This locking system is ideal for improving the performance of existing systems where significant design changes would entail too much risk or effort.

     The idea assumes that at times the system becomes held up by a long-write operation which holds the lock for an object or record, thus holding up fast read operations. It requires that the fields of the record that will be changed by the long-write operation are known at the time the long-write lock is taken. The locking system allows readers that only require fields that are not being changed by the long-write operation to proceed during a long-write, and it does this without requiring a re-design of the locking system. Note that if it was known in advance that certain short-readers would only need access to fields that long-writers would not change, an efficient locking system could be designed to allow this without using this idea.
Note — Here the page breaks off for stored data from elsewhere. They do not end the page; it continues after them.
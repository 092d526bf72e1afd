//! Ollama adapter (local inference).
//!
//! Ollama's generate endpoint takes a single prompt, so the conversation is
//! flattened into `"role: content"` blocks separated by a blank line.

use async_trait::async_trait;
use futures_util::StreamExt;
use std::time::Duration;
use tokio::sync::mpsc;
use tracing::debug;

use sovereign_rag_core::models::{GenerationResult, Message, Usage};

use super::{
    ensure_success, http_client, read_json, streaming_http_client, transport_error, Provider,
    TextStream, STREAM_BUFFER,
};
use crate::error::{Error, Result};

pub struct OllamaProvider {
    client: reqwest::Client,
    stream_client: reqwest::Client,
    model_id: String,
    name: String,
    endpoint: String,
    timeout: Duration,
}

impl OllamaProvider {
    pub fn new(name: &str, endpoint: &str, timeout: Duration) -> Result<Self> {
        Ok(Self {
            client: http_client(timeout)?,
            stream_client: streaming_http_client(timeout)?,
            model_id: format!("ollama/{name}"),
            name: name.to_string(),
            endpoint: endpoint.trim_end_matches('/').to_string(),
            timeout,
        })
    }

    async fn post_generate(&self, messages: &[Message], stream: bool) -> Result<reqwest::Response> {
        let body = serde_json::json!({
            "model": self.name,
            "prompt": flatten_messages(messages),
            "stream": stream,
        });

        debug!(model = %self.model_id, stream, "ollama generate");
        let client = if stream { &self.stream_client } else { &self.client };
        let response = client
            .post(format!("{}/api/generate", self.endpoint))
            .json(&body)
            .send()
            .await
            .map_err(|e| transport_error(&self.model_id, &self.endpoint, self.timeout, e))?;

        ensure_success(&self.model_id, &self.endpoint, response).await
    }
}

/// `"user: hi\n\nassistant: hello"`
pub fn flatten_messages(messages: &[Message]) -> String {
    messages
        .iter()
        .map(|m| format!("{}: {}", m.role, m.content))
        .collect::<Vec<_>>()
        .join("\n\n")
}

#[async_trait]
impl Provider for OllamaProvider {
    fn model(&self) -> &str {
        &self.model_id
    }

    fn endpoint(&self) -> &str {
        &self.endpoint
    }

    async fn generate(&self, messages: &[Message]) -> Result<GenerationResult> {
        let response = self.post_generate(messages, false).await?;
        let json = read_json(&self.model_id, &self.endpoint, response).await?;

        let content = json
            .get("response")
            .and_then(|r| r.as_str())
            .ok_or_else(|| {
                Error::provider(
                    &self.model_id,
                    &self.endpoint,
                    "malformed response: missing response field",
                )
            })?
            .to_string();

        let usage = match (
            json.get("prompt_eval_count").and_then(|v| v.as_u64()),
            json.get("eval_count").and_then(|v| v.as_u64()),
        ) {
            (Some(p), Some(c)) => Some(Usage::new(p, c)),
            _ => None,
        };

        Ok(GenerationResult {
            content,
            model: self.model_id.clone(),
            usage,
        })
    }

    fn supports_streaming(&self) -> bool {
        true
    }

    async fn stream(&self, messages: &[Message]) -> Result<TextStream> {
        let response = self.post_generate(messages, true).await?;

        let (tx, rx) = mpsc::channel(STREAM_BUFFER);
        let mut bytes = response.bytes_stream();
        let model_id = self.model_id.clone();
        let endpoint = self.endpoint.clone();
        let timeout = self.timeout;

        tokio::spawn(async move {
            let mut decoder = NdjsonDecoder::default();
            while let Some(item) = bytes.next().await {
                match item {
                    Ok(chunk) => {
                        for event in decoder.push(&chunk) {
                            match event {
                                StreamEvent::Text(text) => {
                                    if tx.send(Ok(text)).await.is_err() {
                                        return;
                                    }
                                }
                                StreamEvent::Done => return,
                            }
                        }
                    }
                    Err(e) => {
                        let _ = tx.send(Err(transport_error(&model_id, &endpoint, timeout, e))).await;
                        return;
                    }
                }
            }
            for event in decoder.finish() {
                if let StreamEvent::Text(text) = event {
                    if tx.send(Ok(text)).await.is_err() {
                        return;
                    }
                }
            }
        });

        Ok(rx)
    }
}

#[derive(Debug, PartialEq)]
enum StreamEvent {
    Text(String),
    Done,
}

/// Splits an NDJSON byte stream into events. Lines may span network chunks.
#[derive(Default)]
struct NdjsonDecoder {
    buffer: Vec<u8>,
    done: bool,
}

impl NdjsonDecoder {
    fn push(&mut self, chunk: &[u8]) -> Vec<StreamEvent> {
        self.buffer.extend_from_slice(chunk);
        let mut events = Vec::new();
        while let Some(pos) = self.buffer.iter().position(|b| *b == b'\n') {
            let line: Vec<u8> = self.buffer.drain(..=pos).collect();
            self.decode_line(&line, &mut events);
        }
        events
    }

    fn finish(&mut self) -> Vec<StreamEvent> {
        let rest = std::mem::take(&mut self.buffer);
        let mut events = Vec::new();
        self.decode_line(&rest, &mut events);
        events
    }

    fn decode_line(&mut self, line: &[u8], events: &mut Vec<StreamEvent>) {
        if self.done {
            return;
        }
        let line = String::from_utf8_lossy(line);
        let line = line.trim();
        if line.is_empty() {
            return;
        }
        // Malformed lines are skipped.
        let Ok(json) = serde_json::from_str::<serde_json::Value>(line) else {
            return;
        };
        if let Some(text) = json.get("response").and_then(|r| r.as_str()) {
            if !text.is_empty() {
                events.push(StreamEvent::Text(text.to_string()));
            }
        }
        if json.get("done").and_then(|d| d.as_bool()) == Some(true) {
            self.done = true;
            events.push(StreamEvent::Done);
        }
    }
}
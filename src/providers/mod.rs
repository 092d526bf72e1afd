//! Provider abstraction over heterogeneous LLM backends.
//!
//! A model is addressed by a namespaced identifier such as
//! `"ollama/llama3.2"`, `"anthropic/claude-sonnet-4-20250514"` or
//! `"openai/gpt-4o"`. [`ModelRef::parse`] decodes the identifier once at the
//! boundary; [`create_provider`] turns it plus a [`ProviderSettings`] value
//! into a ready [`Provider`].
//!
//! Adapters strip their namespace before talking to the backend and report
//! the full namespaced id in [`GenerationResult::model`].
//!
//! | Family | Endpoint | Streams |
//! |--------|----------|---------|
//! | [`ollama`] | `POST {endpoint}/api/generate` | yes (NDJSON) |
//! | [`anthropic`] | `POST {base}/v1/messages` | no |
//! | [`openai`] | `POST {base}/v1/chat/completions` | no |

pub mod anthropic;
pub mod ollama;
pub mod openai;

use async_trait::async_trait;
use std::sync::Arc;
use std::time::Duration;
use tokio::sync::mpsc;

use sovereign_rag_core::models::{GenerationResult, Message};

use crate::config::Config;
use crate::error::{Error, Result};

/// Incremental text chunks from a streaming provider. The producing task
/// stops once the receiver is dropped.
pub type TextStream = mpsc::Receiver<Result<String>>;

/// Capacity of the channel behind a [`TextStream`].
pub(crate) const STREAM_BUFFER: usize = 32;

/// Uniform contract over one configured backend model.
#[async_trait]
pub trait Provider: Send + Sync {
    /// Full namespaced model id, e.g. `"ollama/llama3.2"`.
    fn model(&self) -> &str;

    /// Backend base URL, for diagnostics.
    fn endpoint(&self) -> &str;

    /// Produce one completion for the conversation.
    async fn generate(&self, messages: &[Message]) -> Result<GenerationResult>;

    fn supports_streaming(&self) -> bool {
        false
    }

    /// Stream the completion as text chunks.
    async fn stream(&self, _messages: &[Message]) -> Result<TextStream> {
        Err(Error::provider(
            self.model(),
            self.endpoint(),
            "streaming is not supported by this provider",
        ))
    }
}

/// A decoded model identifier.
#[derive(Debug, Clone, PartialEq, Eq, Hash)]
pub enum ModelRef {
    Ollama(String),
    Anthropic(String),
    OpenAi(String),
    /// Anything without a known `<provider>/` prefix, kept verbatim.
    Unrecognized(String),
}

impl ModelRef {
    pub fn parse(raw: &str) -> Self {
        let raw = raw.trim();
        let Some((family, name)) = raw.split_once('/') else {
            return ModelRef::Unrecognized(raw.to_string());
        };
        if name.is_empty() {
            return ModelRef::Unrecognized(raw.to_string());
        }
        match family {
            "ollama" => ModelRef::Ollama(name.to_string()),
            "anthropic" => ModelRef::Anthropic(name.to_string()),
            "openai" => ModelRef::OpenAi(name.to_string()),
            _ => ModelRef::Unrecognized(raw.to_string()),
        }
    }

    /// The backend-native model name without the namespace.
    pub fn name(&self) -> &str {
        match self {
            ModelRef::Ollama(n) | ModelRef::Anthropic(n) | ModelRef::OpenAi(n) => n,
            ModelRef::Unrecognized(raw) => raw,
        }
    }
}

impl std::fmt::Display for ModelRef {
    fn fmt(&self, f: &mut std::fmt::Formatter<'_>) -> std::fmt::Result {
        match self {
            ModelRef::Ollama(n) => write!(f, "ollama/{n}"),
            ModelRef::Anthropic(n) => write!(f, "anthropic/{n}"),
            ModelRef::OpenAi(n) => write!(f, "openai/{n}"),
            ModelRef::Unrecognized(raw) => f.write_str(raw),
        }
    }
}

/// Endpoints and credentials for provider construction, resolved once per
/// request from request overrides, the config file and the environment.
#[derive(Debug, Clone)]
pub struct ProviderSettings {
    pub ollama_endpoint: Option<String>,
    pub anthropic_api_key: Option<String>,
    pub openai_api_key: Option<String>,
    pub anthropic_base_url: String,
    pub openai_base_url: String,
    pub timeout: Duration,
}

impl Default for ProviderSettings {
    fn default() -> Self {
        Self::from_config(&Config::minimal())
    }
}

impl ProviderSettings {
    pub fn from_config(config: &Config) -> Self {
        let p = &config.providers;
        Self {
            ollama_endpoint: Some(config.ollama_endpoint()),
            anthropic_api_key: p.anthropic_api_key.clone(),
            openai_api_key: p.openai_api_key.clone(),
            anthropic_base_url: p.anthropic_base_url.clone(),
            openai_base_url: p.openai_base_url.clone(),
            timeout: Duration::from_secs(p.timeout_secs),
        }
    }

    /// Apply per-request overrides. Blank values are ignored.
    pub fn with_overrides(
        mut self,
        ollama_endpoint: Option<String>,
        anthropic_api_key: Option<String>,
        openai_api_key: Option<String>,
    ) -> Self {
        fn pick(over: Option<String>, base: Option<String>) -> Option<String> {
            over.filter(|v| !v.trim().is_empty()).or(base)
        }
        self.ollama_endpoint = pick(ollama_endpoint, self.ollama_endpoint);
        self.anthropic_api_key = pick(anthropic_api_key, self.anthropic_api_key);
        self.openai_api_key = pick(openai_api_key, self.openai_api_key);
        self
    }
}

fn non_blank(value: &Option<String>) -> Option<&str> {
    value.as_deref().map(str::trim).filter(|v| !v.is_empty())
}

fn missing_setting(model: &ModelRef, message: &str) -> Error {
    Error::Configuration {
        message: message.to_string(),
        model: Some(model.to_string()),
    }
}

/// Build the adapter for `model`. Performs no network I/O.
pub fn create_provider(model: &ModelRef, settings: &ProviderSettings) -> Result<Arc<dyn Provider>> {
    match model {
        ModelRef::Ollama(name) => {
            let endpoint = non_blank(&settings.ollama_endpoint)
                .ok_or_else(|| missing_setting(model, "Ollama endpoint not configured"))?;
            Ok(Arc::new(ollama::OllamaProvider::new(
                name,
                endpoint,
                settings.timeout,
            )?))
        }
        ModelRef::Anthropic(name) => {
            let key = non_blank(&settings.anthropic_api_key)
                .ok_or_else(|| missing_setting(model, "Anthropic API key not configured"))?;
            Ok(Arc::new(anthropic::AnthropicProvider::new(
                name,
                key,
                &settings.anthropic_base_url,
                settings.timeout,
            )?))
        }
        ModelRef::OpenAi(name) => {
            let key = non_blank(&settings.openai_api_key)
                .ok_or_else(|| missing_setting(model, "OpenAI API key not configured"))?;
            Ok(Arc::new(openai::OpenAiProvider::new(
                name,
                key,
                &settings.openai_base_url,
                settings.timeout,
            )?))
        }
        ModelRef::Unrecognized(raw) => Err(Error::UnknownProvider(raw.clone())),
    }
}

// ============ Shared HTTP plumbing ============

pub(crate) fn http_client(timeout: Duration) -> Result<reqwest::Client> {
    reqwest::Client::builder()
        .timeout(timeout)
        .build()
        .map_err(|e| Error::configuration(format!("failed to build HTTP client: {e}")))
}

/// Client for long-lived response bodies: `timeout` bounds connecting and
/// each read, not the whole transfer.
pub(crate) fn streaming_http_client(timeout: Duration) -> Result<reqwest::Client> {
    reqwest::Client::builder()
        .connect_timeout(timeout)
        .read_timeout(timeout)
        .build()
        .map_err(|e| Error::configuration(format!("failed to build HTTP client: {e}")))
}

/// Map a transport failure to `Timeout` or `Provider`.
pub(crate) fn transport_error(
    model: &str,
    endpoint: &str,
    timeout: Duration,
    err: reqwest::Error,
) -> Error {
    if err.is_timeout() {
        Error::Timeout {
            model: model.to_string(),
            endpoint: endpoint.to_string(),
            secs: timeout.as_secs(),
        }
    } else {
        Error::provider(model, endpoint, format!("request failed: {err}"))
    }
}

/// Pass through success responses; turn anything else into a `Provider` error.
pub(crate) async fn ensure_success(
    model: &str,
    endpoint: &str,
    response: reqwest::Response,
) -> Result<reqwest::Response> {
    let status = response.status();
    if status.is_success() {
        return Ok(response);
    }
    let body = response.text().await.unwrap_or_default();
    Err(Error::provider(
        model,
        endpoint,
        format!("HTTP {}: {}", status.as_u16(), body.trim()),
    ))
}

pub(crate) async fn read_json(
    model: &str,
    endpoint: &str,
    response: reqwest::Response,
) -> Result<serde_json::Value> {
    response
        .json()
        .await
        .map_err(|e| Error::provider(model, endpoint, format!("malformed response: {e}")))
}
This idea allows this efficiency to be gained once a locking system is already in place.

     It achieves this by 'delegating' the locking to the thread carrying out long-write operation: the reader know that no other write operation can intefere with the fields that they are reading because the long-write operation holds the lock for the object. So, the readers can proceed without taking the lock. However, they must check before returning the required data that the long-write operation had not completed, and a new, conflicting short-writer had not started, while they were reading the data. In this way, readers can proceed with reading fields that are not changed by the long-write operation without changing the locking system.

The algorithm is described here:

Count A: Initially 0. Odd value means short write is taking plac...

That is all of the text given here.